• What is required
Please print every line of the listing, unchanged.
Records to process Start Marker
//! Error types for query compilation and schema validation.

use thiserror::Error;

use crate::schema::NodeLabel;

/// Errors surfaced to callers of the compiler.
///
/// Only inspection can fail; explore requests always degrade to defaults.
#[derive(Debug, Clone, PartialEq, Eq, Error)]
pub enum QueryError {
    /// The requested label has no primary-key entry
    #[error("'{label}' is invalid node label")]
    InvalidLabel {
        /// Label as the caller spelled it
        label: String,
    },

    /// The label resolved but its primary-key parameter was not supplied
    #[error("Primary key '{key}' not provided in query params")]
    MissingKey {
        /// Label as the caller spelled it
        label: String,
        /// Parameter name the caller must supply
        key: &'static str,
    },
}

/// Specialized Result type for compiler operations
pub type QueryResult<T> = Result<T, QueryError>;

impl QueryError {
    /// Create an invalid label error
    pub fn invalid_label(label: impl Into<String>) -> Self {
        Self::InvalidLabel {
            label: label.into(),
        }
    }

    /// Create a missing key error
    pub fn missing_key(label: impl Into<String>, key: &'static str) -> Self {
        Self::MissingKey {
            label: label.into(),
            key,
        }
    }

    /// The label the caller asked for
    pub fn label(&self) -> &str {
        match self {
            Self::InvalidLabel { label } | Self::MissingKey { label, .. } => label,
        }
    }
}

/// Errors raised while validating schema tables at construction.
#[derive(Debug, Clone, PartialEq, Eq, Error)]
pub enum SchemaError {
    /// A persisted label has no primary key
    #[error("No primary key declared for label {0}")]
    MissingPrimaryKey(NodeLabel),

    /// A label has more than one primary key
    #[error("Primary key declared more than once for label {0}")]
    DuplicatePrimaryKey(NodeLabel),

    /// A virtual label was given a primary key
    #[error("Virtual label {0} cannot have a primary key")]
    UnexpectedPrimaryKey(NodeLabel),

    /// Two relationships share a name
    #[error("Relationship {0} declared more than once")]
    DuplicateRelationship(&'static str),

    /// Two relationships share a binding alias
    #[error("Relationship alias {0} used more than once")]
    DuplicateAlias(&'static str),
}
Records to process End Marker
• Result of this exercise
//! Error types for query compilation and schema validation.

use thiserror::Error;

use crate::schema::NodeLabel;

/// Errors surfaced to callers of the compiler.
///
/// Only inspection can fail; explore requests always degrade to defaults.
#[derive(Debug, Clone, PartialEq, Eq, Error)]
pub enum QueryError {
    /// The requested label has no primary-key entry
    #[error("'{label}' is invalid node label")]
    InvalidLabel {
        /// Label as the caller spelled it
        label: String,
    },

    /// The label resolved but its primary-key parameter was not supplied
    #[error("Primary key '{key}' not provided in query params")]
    MissingKey {
        /// Label as the caller spelled it
        label: String,
        /// Parameter name the caller must supply
        key: &'static str,
    },
}

/// Specialized Result type for compiler operations
pub type QueryResult<T> = Result<T, QueryError>;

impl QueryError {
    /// Create an invalid label error
    pub fn invalid_label(label: impl Into<String>) -> Self {
        Self::InvalidLabel {
            label: label.into(),
        }
    }

    /// Create a missing key error
    pub fn missing_key(label: impl Into<String>, key: &'static str) -> Self {
        Self::MissingKey {
            label: label.into(),
            key,
        }
    }

    /// The label the caller asked for
    pub fn label(&self) -> &str {
        match self {
            Self::InvalidLabel { label } | Self::MissingKey { label, .. } => label,
        }
    }
}

/// Errors raised while validating schema tables at construction.
#[derive(Debug, Clone, PartialEq, Eq, Error)]
pub enum SchemaError {
    /// A persisted label has no primary key
    #[error("No primary key declared for label {0}")]
    MissingPrimaryKey(NodeLabel),

    /// A label has more than one primary key
    #[error("Primary key declared more than once for label {0}")]
    DuplicatePrimaryKey(NodeLabel),

    /// A virtual label was given a primary key
    #[error("Virtual label {0} cannot have a primary key")]
    UnexpectedPrimaryKey(NodeLabel),

    /// Two relationships share a name
    #[error("Relationship {0} declared more than once")]
    DuplicateRelationship(&'static str),

    /// Two relationships share a binding alias
    #[error("Relationship alias {0} used more than once")]
    DuplicateAlias(&'static str),
}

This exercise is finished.